Rather than dropping a bombshell of knowledge on folks, he ended up stating nothing outside of the obvious for BlackBerry and most users. His biggest piece of news was that BlackBerry 10 contains QUIP, a diagnostic tool that has the ability to collect various user data, including voice and audio communications, screen captures and memory dumps which can be sent to BlackBerry and it's off by default.

Outside of that, his other 'major' findings were that applications can be easily loaded onto the devices and maintain persistence, something in his own words is not as secure as iOS but "it’s somewhat, if not significantly, better than on most Android phones.” In short, applications can be side loaded and when such a thing takes place, they'll remain on the device. A possible entry point for exploits that could potentially allow escalated privileges. Again, something that is well known.

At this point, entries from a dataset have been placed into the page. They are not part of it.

//! Request body codecs. The content type picks the codec, the decoded value
//! is normalized against the body shape, then handed to the model's setter.

use std::collections::HashMap;

use axum::body::Body;
use axum::extract::{FromRequest, Multipart};
use axum::http::{header, request::Parts, Method, Request};
use base64::Engine as _;
use serde_json::{Map, Value};

use super::source::{self, SourceMap};
use crate::error::BindError;
use crate::model::{Part, PartSlot};
use crate::shape::{FieldShape, TypeShape};
use crate::upload::{self, UploadedFile};

/// Body encodings understood by the binder.
#[derive(Debug, Clone, Copy, PartialEq, Eq)]
pub enum BodyFormat {
    Json,
    Xml,
    Form,
    Multipart,
    Yaml,
    Protobuf,
    MsgPack,
}

impl BodyFormat {
    /// Matches the media type essence: parameters are ignored and the
    /// comparison is case-insensitive.
    pub fn from_content_type(content_type: &str) -> Option<Self> {
        let essence = content_type
            .split(';')
            .next()
            .unwrap_or_default()
            .trim()
            .to_ascii_lowercase();
        let format = match essence.as_str() {
            "application/json" => BodyFormat::Json,
            "application/xml" | "text/xml" => BodyFormat::Xml,
            "application/x-www-form-urlencoded" => BodyFormat::Form,
            "multipart/form-data" => BodyFormat::Multipart,
            "application/x-yaml" | "application/yaml" | "text/yaml" => BodyFormat::Yaml,
            "application/x-protobuf" => BodyFormat::Protobuf,
            "application/x-msgpack" | "application/msgpack" => BodyFormat::MsgPack,
            _ => return None,
        };
        Some(format)
    }

    /// Tag consulted before `json` for the source key of a field.
    fn tag_key(self) -> Option<&'static str> {
        match self {
            BodyFormat::Xml => Some("xml"),
            BodyFormat::Form | BodyFormat::Multipart => Some("form"),
            BodyFormat::Yaml => Some("yaml"),
            BodyFormat::MsgPack => Some("msgpack"),
            BodyFormat::Json | BodyFormat::Protobuf => None,
        }
    }
}

fn carries_body(method: &Method) -> bool {
    matches!(*method, Method::POST | Method::PUT | Method::PATCH)
}

pub(crate) async fn bind<M>(
    slot: &PartSlot<M>,
    model: &mut M,
    parts: &Parts,
    body: Body,
) -> Result<(), BindError> {
    if !carries_body(&parts.method) {
        return Ok(());
    }
    let Some(content_type) = parts
        .headers
        .get(header::CONTENT_TYPE)
        .and_then(|v| v.to_str().ok())
    else {
        return Ok(());
    };
    let Some(format) = BodyFormat::from_content_type(content_type) else {
        tracing::debug!(content_type, "no codec for content type, body left at default");
        return Ok(());
    };

    let mut uploads = Vec::new();
    let value = match format {
        BodyFormat::Protobuf => {
            let Some(decode) = &slot.protobuf else {
                return Err(BindError::UnsupportedMediaType(content_type.to_owned()));
            };
            let bytes = read(body).await?;
            return decode(model, &bytes).map_err(|e| decode_error(e.to_string()));
        }
        BodyFormat::Multipart => {
            let (value, files) = multipart(&slot.shape, content_type, body).await?;
            uploads = files;
            value
        }
        BodyFormat::Form => {
            let bytes = read(body).await?;
            flat_fields(&slot.shape, format, &source::pairs(&bytes), &HashMap::new())?
        }
        BodyFormat::Json => {
            let bytes = read(body).await?;
            serde_json::from_slice(&bytes).map_err(|e| decode_error(e.to_string()))?
        }
        BodyFormat::Xml => {
            let bytes = read(body).await?;
            let text = std::str::from_utf8(&bytes).map_err(|e| decode_error(e.to_string()))?;
            quick_xml::de::from_str(text).map_err(|e| decode_error(e.to_string()))?
        }
        BodyFormat::Yaml => {
            let bytes = read(body).await?;
            serde_yaml::from_slice(&bytes).map_err(|e| decode_error(e.to_string()))?
        }
        BodyFormat::MsgPack => {
            let bytes = read(body).await?;
            rmp_serde::from_slice(&bytes).map_err(|e| decode_error(e.to_string()))?
        }
    };

    let value = normalize(&slot.shape, value, format, "")?;
    upload::with_pending(uploads, || (slot.set)(model, value))
        .map_err(|e| decode_error(e.to_string()))
}

fn decode_error(message: String) -> BindError {
    BindError::Decode {
        part: Part::Body,
        message,
    }
}

async fn read(body: Body) -> Result<bytes::Bytes, BindError> {
    axum::body::to_bytes(body, usize::MAX)
        .await
        .map_err(|e| BindError::Body(e.to_string()))
}

/// Text fields are coerced like a form; files are kept aside and referenced
/// from the body value by placeholder.
async fn multipart(
    shape: &TypeShape,
    content_type: &str,
    body: Body,
) -> Result<(Value, Vec<UploadedFile>), BindError> {
    let request = Request::builder()
        .header(header::CONTENT_TYPE, content_type)
        .body(body)
        .map_err(|e| BindError::Body(e.to_string()))?;
    let mut form = Multipart::from_request(request, &())
        .await
        .map_err(|e| decode_error(e.body_text()))?;

    let mut texts = SourceMap::default();
    let mut uploads = Vec::new();
    let mut files: HashMap<String, Vec<usize>> = HashMap::new();
    while let Some(field) = form
        .next_field()
        .await
        .map_err(|e| decode_error(e.body_text()))?
    {
        let Some(name) = field.name().map(str::to_owned) else {
            continue;
        };
        match field.file_name().map(str::to_owned) {
            Some(file_name) => {
                let content_type = field.content_type().map(str::to_owned);
                let data = field
                    .bytes()
                    .await
                    .map_err(|e| decode_error(e.body_text()))?;
                files.entry(name.clone()).or_default().push(uploads.len());
                uploads.push(UploadedFile {
                    field_name: name,
                    file_name: Some(file_name),
                    content_type,
                    data,
                });
            }
            None => {
                let text = field.text().await.map_err(|e| decode_error(e.body_text()))?;
                texts.push(&name, text);
            }
        }
    }
    let value = flat_fields(shape, BodyFormat::Multipart, &texts, &files)?;
    Ok((value, uploads))
}

/// Source key of a body field. `None` when the field carries no key tag for
/// the format or `json:"-"`; such fields are never bound.
fn body_key(field: &FieldShape, format: BodyFormat) -> Result<Option<String>, BindError> {
    let tags = field.tags().map_err(|source| BindError::Tags {
        part: Part::Body,
        field: field.name().to_owned(),
        source,
    })?;
    if let Some(name) = format.tag_key().and_then(|key| tags.name(key)) {
        return Ok(Some(name.to_owned()));
    }
    match tags.get("json").map(|t| t.name()) {
        Some("-") => Ok(None),
        Some(name) if !name.is_empty() => Ok(Some(name.to_owned())),
        _ => Ok(None),
    }
}

/// Builds a body object from flat form values, keyed by source key so that
/// [`normalize`] maps it like any other decoded body.
fn flat_fields(
    shape: &TypeShape,
    format: BodyFormat,
    texts: &SourceMap,
    files: &HashMap<String, Vec<usize>>,
) -> Result<Value, BindError> {
    let Some(shape) = shape.as_struct() else {
        return Err(decode_error("form bodies must be described as structs".into()));
    };
    let mut object = Map::new();
    for field in shape.fields() {
        let Some(key) = body_key(field, format)? else {
            continue;
        };
        let field_shape = field.shape();
        let value = match (&field_shape, files.get(&key)) {
            (TypeShape::File, Some(indices)) => indices.first().map(|&i| upload::placeholder(i)),
            (TypeShape::Array(inner), Some(indices)) if matches!(**inner, TypeShape::File) => {
                Some(indices.iter().map(|&i| upload::placeholder(i)).collect())
            }
            _ => None,
        };
        let value = match value {
            Some(placeholder) => placeholder,
            None => match texts.get(&key) {
                Some(values) => source::coerce_all(&field_shape, values).map_err(|message| {
                    BindError::InvalidValue {
                        part: Part::Body,
                        field: key.clone(),
                        message,
                    }
                })?,
                None => continue,
            },
        };
        object.insert(key, value);
    }
    Ok(Value::Object(object))
}

/// Renames source keys to serde field names, coerces textual scalars and
/// wraps single values where the shape expects an array.
pub(crate) fn normalize(
    shape: &TypeShape,
    value: Value,
    format: BodyFormat,
    path: &str,
) -> Result<Value, BindError> {
    let invalid = |message: String| BindError::InvalidValue {
        part: Part::Body,
        field: path.trim_start_matches('/').to_owned(),
        message,
    };

    match (shape, value) {
        (_, Value::Null) => Ok(Value::Null),
        (TypeShape::Struct(s), Value::Object(mut object)) => {
            let mut out = Map::new();
            for field in s.fields() {
                let Some(key) = body_key(field, format)? else {
                    continue;
                };
                let Some(raw) = object.remove(&key) else {
                    continue;
                };
                let nested = normalize(&field.shape(), raw, format, &format!("{path}/{key}"))?;
                out.insert(field.name().to_owned(), nested);
            }
            Ok(Value::Object(out))
        }
        (TypeShape::Struct(s), other) => Err(invalid(format!(
            "expected an object for `{}`, found {}",
            s.name(),
            kind_of(&other)
        ))),
        (TypeShape::Array(inner), Value::Array(items)) => items
            .into_iter()
            .enumerate()
            .map(|(i, item)| normalize(inner, item, format, &format!("{path}/{i}")))
            .collect::<Result<Vec<_>, _>>()
            .map(Value::Array),
        (TypeShape::Array(inner), single) => {
            Ok(Value::Array(vec![normalize(inner, single, format, path)?]))
        }
        (TypeShape::Map(inner), Value::Object(object)) => object
            .into_iter()
            .map(|(k, v)| {
                let nested = normalize(inner, v, format, &format!("{path}/{k}"))?;
                Ok((k, nested))
            })
            .collect::<Result<Map<_, _>, BindError>>()
            .map(Value::Object),
        (_, Value::Object(mut object)) if format == BodyFormat::Xml && is_text_node(&object) => {
            let text = object
                .remove("$text")
                .or_else(|| object.remove("$value"))
                .unwrap_or(Value::Null);
            normalize(shape, text, format, path)
        }
        // `format: byte` in the document: standard base64 text
        (TypeShape::Bytes, Value::String(text)) => base64::engine::general_purpose::STANDARD
            .decode(text.trim())
            .map(|raw| Value::Array(raw.into_iter().map(Value::from).collect()))
            .map_err(|e| invalid(format!("invalid base64: {e}"))),
        (TypeShape::String | TypeShape::DateTime | TypeShape::Bytes | TypeShape::Any, v) => Ok(v),
        (TypeShape::File, v) => Ok(v),
        (scalar, Value::String(text)) => source::coerce(scalar, &text).map_err(invalid),
        (_, other) => Ok(other),
    }
}

/// An XML element holding only text, as decoded by quick-xml.
fn is_text_node(object: &Map<String, Value>) -> bool {
    object.len() == 1 && (object.contains_key("$text") || object.contains_key("$value"))
}

fn kind_of(value: &Value) -> &'static str {
    match value {
        Value::Null => "null",
        Value::Bool(_) => "a boolean",
        Value::Number(_) => "a number",
        Value::String(_) => "a string",
        Value::Array(_) => "an array",
        Value::Object(_) => "an object",
    }
}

Perhaps the most interesting thing to come from Ralf-Philipp Weinmann's session is the noted fact that BlackBerry 10 contains additional security features that help with exploit mitigation such as ASLR, DEP and stack cookies. In the end, the whole session was based on theoretical conversation with no 'proof of concepts' shown off or exploits divulged. Just the obvious fact that it could, potentially, be exploitable.

tl;dr: The BlackBerry Security Incident Response Team isn't running around trying to figure out how to patch any exploits uncovered by this guy and that's a good thing.